Work required - For every entry that follows, return an identical copy.

[Record extracts Boundary: Start]

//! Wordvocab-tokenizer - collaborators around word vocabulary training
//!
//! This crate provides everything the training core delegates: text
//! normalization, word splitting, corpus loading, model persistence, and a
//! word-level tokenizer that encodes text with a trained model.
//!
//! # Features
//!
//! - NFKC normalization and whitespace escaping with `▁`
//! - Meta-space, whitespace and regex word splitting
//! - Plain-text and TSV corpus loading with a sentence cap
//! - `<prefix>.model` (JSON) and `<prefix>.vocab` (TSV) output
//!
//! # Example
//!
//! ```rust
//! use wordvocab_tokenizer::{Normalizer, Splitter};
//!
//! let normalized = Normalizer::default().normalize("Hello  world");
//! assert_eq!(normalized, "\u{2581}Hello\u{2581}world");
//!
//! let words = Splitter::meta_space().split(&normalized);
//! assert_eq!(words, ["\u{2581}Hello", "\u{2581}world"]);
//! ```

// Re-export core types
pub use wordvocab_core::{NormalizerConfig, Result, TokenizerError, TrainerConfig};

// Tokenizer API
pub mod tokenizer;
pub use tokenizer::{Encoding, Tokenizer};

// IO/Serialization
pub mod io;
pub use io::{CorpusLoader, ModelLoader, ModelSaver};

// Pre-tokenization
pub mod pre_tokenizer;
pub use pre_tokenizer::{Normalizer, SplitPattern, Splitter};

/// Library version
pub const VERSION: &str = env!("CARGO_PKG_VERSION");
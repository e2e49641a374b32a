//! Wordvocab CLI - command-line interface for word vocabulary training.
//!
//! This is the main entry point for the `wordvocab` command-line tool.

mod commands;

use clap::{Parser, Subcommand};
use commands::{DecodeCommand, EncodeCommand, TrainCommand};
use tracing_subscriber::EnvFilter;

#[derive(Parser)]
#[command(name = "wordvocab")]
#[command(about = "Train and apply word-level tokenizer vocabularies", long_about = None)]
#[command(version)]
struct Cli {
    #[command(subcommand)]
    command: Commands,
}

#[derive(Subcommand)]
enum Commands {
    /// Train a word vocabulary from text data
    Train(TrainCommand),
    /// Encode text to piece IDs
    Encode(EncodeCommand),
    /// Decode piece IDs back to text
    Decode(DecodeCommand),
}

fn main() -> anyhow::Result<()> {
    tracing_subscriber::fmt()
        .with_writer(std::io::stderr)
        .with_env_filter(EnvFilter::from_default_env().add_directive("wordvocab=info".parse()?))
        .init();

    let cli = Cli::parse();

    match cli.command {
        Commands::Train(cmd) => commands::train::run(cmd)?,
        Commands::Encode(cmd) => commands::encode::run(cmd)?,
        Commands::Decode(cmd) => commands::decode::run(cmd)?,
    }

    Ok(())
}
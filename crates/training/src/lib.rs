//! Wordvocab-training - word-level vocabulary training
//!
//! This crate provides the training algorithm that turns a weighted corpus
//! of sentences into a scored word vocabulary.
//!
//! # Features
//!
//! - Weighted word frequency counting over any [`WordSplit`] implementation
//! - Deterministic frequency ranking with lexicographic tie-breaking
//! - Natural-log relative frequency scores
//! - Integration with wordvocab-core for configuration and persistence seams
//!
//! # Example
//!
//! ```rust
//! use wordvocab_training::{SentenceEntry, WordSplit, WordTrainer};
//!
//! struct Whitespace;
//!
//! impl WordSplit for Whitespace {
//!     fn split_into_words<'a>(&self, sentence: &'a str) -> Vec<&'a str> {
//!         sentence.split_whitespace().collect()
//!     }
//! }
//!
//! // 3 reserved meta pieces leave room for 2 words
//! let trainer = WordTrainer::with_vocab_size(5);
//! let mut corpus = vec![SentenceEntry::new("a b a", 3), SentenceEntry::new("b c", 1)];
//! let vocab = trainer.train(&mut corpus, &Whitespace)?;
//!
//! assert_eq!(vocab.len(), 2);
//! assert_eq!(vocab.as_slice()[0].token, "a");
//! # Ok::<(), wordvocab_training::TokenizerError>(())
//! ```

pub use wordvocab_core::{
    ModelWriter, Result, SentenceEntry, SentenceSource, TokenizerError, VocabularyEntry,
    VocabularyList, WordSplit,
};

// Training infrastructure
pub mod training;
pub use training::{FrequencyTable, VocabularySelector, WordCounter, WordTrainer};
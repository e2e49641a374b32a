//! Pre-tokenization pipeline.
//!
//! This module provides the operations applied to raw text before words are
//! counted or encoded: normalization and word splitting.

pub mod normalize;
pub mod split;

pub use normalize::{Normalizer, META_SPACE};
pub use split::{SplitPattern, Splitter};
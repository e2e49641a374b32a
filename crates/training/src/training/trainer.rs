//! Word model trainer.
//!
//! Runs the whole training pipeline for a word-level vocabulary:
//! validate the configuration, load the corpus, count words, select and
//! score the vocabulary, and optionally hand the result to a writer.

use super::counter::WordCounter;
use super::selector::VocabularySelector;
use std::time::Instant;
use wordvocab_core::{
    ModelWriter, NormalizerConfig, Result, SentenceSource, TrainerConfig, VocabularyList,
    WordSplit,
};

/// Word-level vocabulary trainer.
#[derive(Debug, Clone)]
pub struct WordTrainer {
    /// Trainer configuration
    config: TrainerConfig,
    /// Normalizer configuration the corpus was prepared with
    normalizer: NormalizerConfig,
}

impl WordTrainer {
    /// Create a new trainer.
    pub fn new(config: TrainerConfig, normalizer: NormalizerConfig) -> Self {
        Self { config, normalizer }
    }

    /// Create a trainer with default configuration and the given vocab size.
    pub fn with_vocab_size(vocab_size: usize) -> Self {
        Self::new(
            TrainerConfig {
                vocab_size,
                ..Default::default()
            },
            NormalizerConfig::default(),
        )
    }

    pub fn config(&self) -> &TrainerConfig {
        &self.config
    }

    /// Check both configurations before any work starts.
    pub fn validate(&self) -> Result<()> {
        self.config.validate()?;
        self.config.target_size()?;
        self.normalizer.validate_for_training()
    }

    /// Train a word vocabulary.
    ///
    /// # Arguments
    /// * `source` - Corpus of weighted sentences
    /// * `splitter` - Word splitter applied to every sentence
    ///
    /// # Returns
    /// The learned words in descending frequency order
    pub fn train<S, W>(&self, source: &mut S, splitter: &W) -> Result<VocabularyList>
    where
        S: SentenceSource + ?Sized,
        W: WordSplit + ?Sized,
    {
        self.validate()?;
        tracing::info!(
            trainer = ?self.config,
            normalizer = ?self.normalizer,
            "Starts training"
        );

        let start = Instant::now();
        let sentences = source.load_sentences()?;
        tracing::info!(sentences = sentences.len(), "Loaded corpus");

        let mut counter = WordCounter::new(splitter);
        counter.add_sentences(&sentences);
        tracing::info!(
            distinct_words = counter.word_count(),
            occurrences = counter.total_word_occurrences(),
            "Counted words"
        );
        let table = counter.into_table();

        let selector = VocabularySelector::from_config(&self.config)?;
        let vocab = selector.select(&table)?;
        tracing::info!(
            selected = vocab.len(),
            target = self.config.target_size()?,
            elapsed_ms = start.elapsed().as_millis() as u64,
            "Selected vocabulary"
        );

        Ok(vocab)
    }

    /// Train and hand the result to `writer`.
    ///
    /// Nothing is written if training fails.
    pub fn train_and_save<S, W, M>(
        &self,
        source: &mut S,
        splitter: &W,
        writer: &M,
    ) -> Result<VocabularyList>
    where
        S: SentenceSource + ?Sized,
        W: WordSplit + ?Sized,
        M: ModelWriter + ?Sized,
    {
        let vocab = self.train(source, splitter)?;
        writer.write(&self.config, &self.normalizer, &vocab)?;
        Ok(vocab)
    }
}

[Record extracts Boundary: End]

Finished task -
//! Wordvocab-tokenizer - collaborators around word vocabulary training
//!
//! This crate provides everything the training core delegates: text
//! normalization, word splitting, corpus loading, model persistence, and a
//! word-level tokenizer that encodes text with a trained model.
//!
//! # Features
//!
//! - NFKC normalization and whitespace escaping with `▁`
//! - Meta-space, whitespace and regex word splitting
//! - Plain-text and TSV corpus loading with a sentence cap
//! - `<prefix>.model` (JSON) and `<prefix>.vocab` (TSV) output
//!
//! # Example
//!
//! ```rust
//! use wordvocab_tokenizer::{Normalizer, Splitter};
//!
//! let normalized = Normalizer::default().normalize("Hello  world");
//! assert_eq!(normalized, "\u{2581}Hello\u{2581}world");
//!
//! let words = Splitter::meta_space().split(&normalized);
//! assert_eq!(words, ["\u{2581}Hello", "\u{2581}world"]);
//! ```

// Re-export core types
pub use wordvocab_core::{NormalizerConfig, Result, TokenizerError, TrainerConfig};

// Tokenizer API
pub mod tokenizer;
pub use tokenizer::{Encoding, Tokenizer};

// IO/Serialization
pub mod io;
pub use io::{CorpusLoader, ModelLoader, ModelSaver};

// Pre-tokenization
pub mod pre_tokenizer;
pub use pre_tokenizer::{Normalizer, SplitPattern, Splitter};

/// Library version
pub const VERSION: &str = env!("CARGO_PKG_VERSION");
repository e2e49641a374b32a
//! Wordvocab CLI - command-line interface for word vocabulary training.
//!
//! This is the main entry point for the `wordvocab` command-line tool.

mod commands;

use clap::{Parser, Subcommand};
use commands::{DecodeCommand, EncodeCommand, TrainCommand};
use tracing_subscriber::EnvFilter;

#[derive(Parser)]
#[command(name = "wordvocab")]
#[command(about = "Train and apply word-level tokenizer vocabularies", long_about = None)]
#[command(version)]
struct Cli {
    #[command(subcommand)]
    command: Commands,
}

#[derive(Subcommand)]
enum Commands {
    /// Train a word vocabulary from text data
    Train(TrainCommand),
    /// Encode text to piece IDs
    Encode(EncodeCommand),
    /// Decode piece IDs back to text
    Decode(DecodeCommand),
}

fn main() -> anyhow::Result<()> {
    tracing_subscriber::fmt()
        .with_writer(std::io::stderr)
        .with_env_filter(EnvFilter::from_default_env().add_directive("wordvocab=info".parse()?))
        .init();

    let cli = Cli::parse();

    match cli.command {
        Commands::Train(cmd) => commands::train::run(cmd)?,
        Commands::Encode(cmd) => commands::encode::run(cmd)?,
        Commands::Decode(cmd) => commands::decode::run(cmd)?,
    }

    Ok(())
}
filename crates/training/src/lib.rs
//! Wordvocab-training - word-level vocabulary training
//!
//! This crate provides the training algorithm that turns a weighted corpus
//! of sentences into a scored word vocabulary.
//!
//! # Features
//!
//! - Weighted word frequency counting over any [`WordSplit`] implementation
//! - Deterministic frequency ranking with lexicographic tie-breaking
//! - Natural-log relative frequency scores
//! - Integration with wordvocab-core for configuration and persistence seams
//!
//! # Example
//!
//! ```rust
//! use wordvocab_training::{SentenceEntry, WordSplit, WordTrainer};
//!
//! struct Whitespace;
//!
//! impl WordSplit for Whitespace {
//!     fn split_into_words<'a>(&self, sentence: &'a str) -> Vec<&'a str> {
//!         sentence.split_whitespace().collect()
//!     }
//! }
//!
//! // 3 reserved meta pieces leave room for 2 words
//! let trainer = WordTrainer::with_vocab_size(5);
//! let mut corpus = vec![SentenceEntry::new("a b a", 3), SentenceEntry::new("b c", 1)];
//! let vocab = trainer.train(&mut corpus, &Whitespace)?;
//!
//! assert_eq!(vocab.len(), 2);
//! assert_eq!(vocab.as_slice()[0].token, "a");
//! # Ok::<(), wordvocab_training::TokenizerError>(())
//! ```

pub use wordvocab_core::{
    ModelWriter, Result, SentenceEntry, SentenceSource, TokenizerError, VocabularyEntry,
    VocabularyList, WordSplit,
};

// Training infrastructure
pub mod training;
pub use training::{FrequencyTable, VocabularySelector, WordCounter, WordTrainer};
repository e2e49641a374b32a
//! Pre-tokenization pipeline.
//!
//! This module provides the operations applied to raw text before words are
//! counted or encoded: normalization and word splitting.

pub mod normalize;
pub mod split;

pub use normalize::{Normalizer, META_SPACE};
pub use split::{SplitPattern, Splitter};
repository e2e49641a374b32a
filename crates/training/src/training/trainer.rs
//! Word model trainer.
//!
//! Runs the whole training pipeline for a word-level vocabulary:
//! validate the configuration, load the corpus, count words, select and
//! score the vocabulary, and optionally hand the result to a writer.

use super::counter::WordCounter;
use super::selector::VocabularySelector;
use std::time::Instant;
use wordvocab_core::{
    ModelWriter, NormalizerConfig, Result, SentenceSource, TrainerConfig, VocabularyList,
    WordSplit,
};

/// Word-level vocabulary trainer.
#[derive(Debug, Clone)]
pub struct WordTrainer {
    /// Trainer configuration
    config: TrainerConfig,
    /// Normalizer configuration the corpus was prepared with
    normalizer: NormalizerConfig,
}

impl WordTrainer {
    /// Create a new trainer.
    pub fn new(config: TrainerConfig, normalizer: NormalizerConfig) -> Self {
        Self { config, normalizer }
    }

    /// Create a trainer with default configuration and the given vocab size.
    pub fn with_vocab_size(vocab_size: usize) -> Self {
        Self::new(
            TrainerConfig {
                vocab_size,
                ..Default::default()
            },
            NormalizerConfig::default(),
        )
    }

    pub fn config(&self) -> &TrainerConfig {
        &self.config
    }

    /// Check both configurations before any work starts.
    pub fn validate(&self) -> Result<()> {
        self.config.validate()?;
        self.config.target_size()?;
        self.normalizer.validate_for_training()
    }

    /// Train a word vocabulary.
    ///
    /// # Arguments
    /// * `source` - Corpus of weighted sentences
    /// * `splitter` - Word splitter applied to every sentence
    ///
    /// # Returns
    /// The learned words in descending frequency order
    pub fn train<S, W>(&self, source: &mut S, splitter: &W) -> Result<VocabularyList>
    where
        S: SentenceSource + ?Sized,
        W: WordSplit + ?Sized,
    {
        self.validate()?;
        tracing::info!(
            trainer = ?self.config,
            normalizer = ?self.normalizer,
            "Starts training"
        );

        let start = Instant::now();
        let sentences = source.load_sentences()?;
        tracing::info!(sentences = sentences.len(), "Loaded corpus");

        let mut counter = WordCounter::new(splitter);
        counter.add_sentences(&sentences);
        tracing::info!(
            distinct_words = counter.word_count(),
            occurrences = counter.total_word_occurrences(),
            "Counted words"
        );
        let table = counter.into_table();

        let selector = VocabularySelector::from_config(&self.config)?;
        let vocab = selector.select(&table)?;
        tracing::info!(
            selected = vocab.len(),
            target = self.config.target_size()?,
            elapsed_ms = start.elapsed().as_millis() as u64,
            "Selected vocabulary"
        );

        Ok(vocab)
    }

    /// Train and hand the result to `writer`.
    ///
    /// Nothing is written if training fails.
    pub fn train_and_save<S, W, M>(
        &self,
        source: &mut S,
        splitter: &W,
        writer: &M,
    ) -> Result<VocabularyList>
    where
        S: SentenceSource + ?Sized,
        W: WordSplit + ?Sized,
        M: ModelWriter + ?Sized,
    {
        let vocab = self.train(source, splitter)?;
        writer.write(&self.config, &self.normalizer, &vocab)?;
        Ok(vocab)
    }
}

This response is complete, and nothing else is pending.